The General Artigas Station (), also  referred to as the Artigas Base is the larger of the two Uruguayan scientific research stations in Antarctica, the other one being Elichiribehety Base. It is one of the 68 bases in Antarctica.

Organization
The Artigas Base depends on the Uruguayan Antarctic Institute Plans & Operations Direction which is ruled by an Interministerial Council, with delegates of MoD, Foreign Affairs and ministry of Education and Culture.
Uruguay, a Consultative member of Antarctic Treaty since 7 October 1985, has a permanent, active and autonomous activity as a National Governmental Program in Antarctic. It comes to effect operating an all year round station in King George Island, South Shetland, and seasonally at Antarctic Peninsula, and onboard its vessel, where performs scientific activity based on SCAR & Treaty needs and recommendations, supported by own logistic sea and air transport, and operating under COMNAP guidelines. Has delegates and members as full member of SCAR, SCAR-WG, COMNAP-SCALOP networks & WG, CCAMLR and ATCM.-

Since 1984 research has been performed in these areas:

Glaciology:
General Glaciology on KGI, South Shetlands, and Antarctic Peninsula, in various fields aiming to detect environmental changes due to anthropogenic activities and those related as response to climatic changes. This program is in scope of SCAR recommendations and is being carried out in cooperation with other nations operating in Antarctica(KORDI)

Atmospheric sciences
Calibration of effects of the atmosphere on metals commonly used in the Antarctic
Mossbauer spectroscopy to identify atmospheric corrosion products
Installation and operation of an ionospheric laboratory at Artigas, the Uruguayan year-round research station on King George Island

Ocean sciences
Comparative studies of physical and chemical variables in coastal waters of Fildes Bay
Observations of the Antarctic Polar Front (Antarctic Convergence)
Marine meteorology of Drake passage, according to SCAR and Treaty objectives.

Earth sciences
Satellite geodesy applications for SCAR_EPOCH & GIANT Program

Life sciences
Medical research
Antarctic krill (Euphausia superba) vascular and lipid characteristics
Modification of collagen disease and atheroma in rabbits by adding krill to their diet
Ornithological observations in Fildes Peninsula (King George Island), South Bay (Livingston Island), and Harmony Point (Nelson Island), South Shetland Islands
Behavioral studies in a penguin colony in the South Shetland Islands

Logistics:
Are provided by the National Defense Ministry (of which the Uruguayan Antarctic Institute is a part) and the armed forces (army, navy, and air force), which also contribute to scientific programs.

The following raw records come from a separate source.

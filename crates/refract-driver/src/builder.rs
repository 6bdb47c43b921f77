//! Assembles reflected functions from declarations.

use refract_ast::{FunctionDecl, LineIndex, Param, Span};
use refract_model::{Argument, DocBlock, Function, FunctionOptions};
use refract_resolver::resolve_type;
use refract_types::{FqsenError, Location, ResolutionContext, Type};

/// Build the reflected [`Function`] for a declaration found in the
/// namespace described by `ctx`.
///
/// Positions are only known when `lines` indexes the original source.
pub fn build_function(
    decl: &FunctionDecl,
    ctx: &ResolutionContext,
    lines: Option<&LineIndex>,
) -> Result<Function, FqsenError> {
    let fqsen = format!("{}()", ctx.in_namespace(&decl.name));

    let return_type = match &decl.return_ty {
        Some(hint) => resolve_type(hint, ctx)?,
        None => Type::Mixed,
    };
    let doc_block = decl
        .doc_comment
        .as_ref()
        .map(|doc| DocBlock::new(doc.node.clone(), locate(doc.span, lines)));

    let options = FunctionOptions {
        doc_block,
        location: locate(decl.name.span, lines),
        return_type,
    };
    let mut function = Function::parse(&fqsen, options)?;
    for param in &decl.params {
        function.add_argument(build_argument(param, ctx)?);
    }

    tracing::trace!(
        fqsen = %function.fqsen(),
        arguments = function.arguments().len(),
        "built function"
    );
    Ok(function)
}

fn build_argument(param: &Param, ctx: &ResolutionContext) -> Result<Argument, FqsenError> {
    let mut argument = Argument::new(param.name.node.clone());
    if let Some(hint) = &param.ty {
        argument = argument.with_type(resolve_type(hint, ctx)?);
    }
    if let Some(default) = &param.default {
        argument = argument.with_default(default.clone());
    }
    if param.by_ref {
        argument = argument.by_reference();
    }
    if param.variadic {
        argument = argument.variadic();
    }
    Ok(argument)
}

fn locate(span: Span, lines: Option<&LineIndex>) -> Location {
    lines
        .and_then(|lines| lines.line_col(span.start))
        .map(|(line, col)| Location::with_column(line as i32, col as i32))
        .unwrap_or_default()
}
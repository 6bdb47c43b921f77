//! The reflection of one source file.

use crate::Function;
use la_arena::{Arena, Idx};
use refract_types::{Fqsen, ResolutionContext};
use rustc_hash::FxHashMap;
use serde::ser::{Serialize, SerializeStruct, Serializer};

pub type FunctionId = Idx<Function>;

/// Elements reflected from a single file.
#[derive(Debug, Default)]
pub struct FileReflection {
    /// Path or label of the reflected file, if known.
    pub path: Option<String>,
    functions: Arena<Function>,
    order: Vec<FunctionId>,
    by_fqsen: FxHashMap<Fqsen, FunctionId>,
    contexts: Vec<ResolutionContext>,
}

impl FileReflection {
    pub fn new(path: Option<String>) -> Self {
        Self {
            path,
            ..Self::default()
        }
    }

    /// Record the context of a namespace block, in document order.
    pub fn add_context(&mut self, context: ResolutionContext) {
        self.contexts.push(context);
    }

    /// Add a function. A function with the same Fqsen added earlier stays
    /// in the arena but is no longer reachable through [`get`](Self::get).
    pub fn add_function(&mut self, function: Function) -> FunctionId {
        let fqsen = function.fqsen().clone();
        let id = self.functions.alloc(function);
        if self.by_fqsen.insert(fqsen.clone(), id).is_some() {
            tracing::warn!(fqsen = %fqsen, "function redeclared in the same file");
            self.order.retain(|existing| self.functions[*existing].fqsen() != &fqsen);
        }
        self.order.push(id);
        id
    }

    pub fn get(&self, fqsen: &Fqsen) -> Option<&Function> {
        self.by_fqsen.get(fqsen).map(|id| &self.functions[*id])
    }

    pub fn function(&self, id: FunctionId) -> &Function {
        &self.functions[id]
    }

    /// Reachable functions in declaration order.
    pub fn functions(&self) -> impl Iterator<Item = &Function> {
        self.order.iter().map(|id| &self.functions[*id])
    }

    pub fn function_count(&self) -> usize {
        self.order.len()
    }

    pub fn contexts(&self) -> &[ResolutionContext] {
        &self.contexts
    }
}

impl Serialize for FileReflection {
    fn serialize<S: Serializer>(&self, serializer: S) -> Result<S::Ok, S::Error> {
        let functions: Vec<&Function> = self.functions().collect();
        let mut state = serializer.serialize_struct("FileReflection", 3)?;
        state.serialize_field("path", &self.path)?;
        state.serialize_field("contexts", &self.contexts)?;
        state.serialize_field("functions", &functions)?;
        state.end()
    }
}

Transport methods include Hercules C-130B airplanes, Bell 212 helicopters, Navy Ships and other seaborne units, amphibious vehicles, and various land vehicles.

Uruguayan Antarctic research is generally proportional to overall national efforts, although there is a special emphasis on life sciences and those related to changes in the environment.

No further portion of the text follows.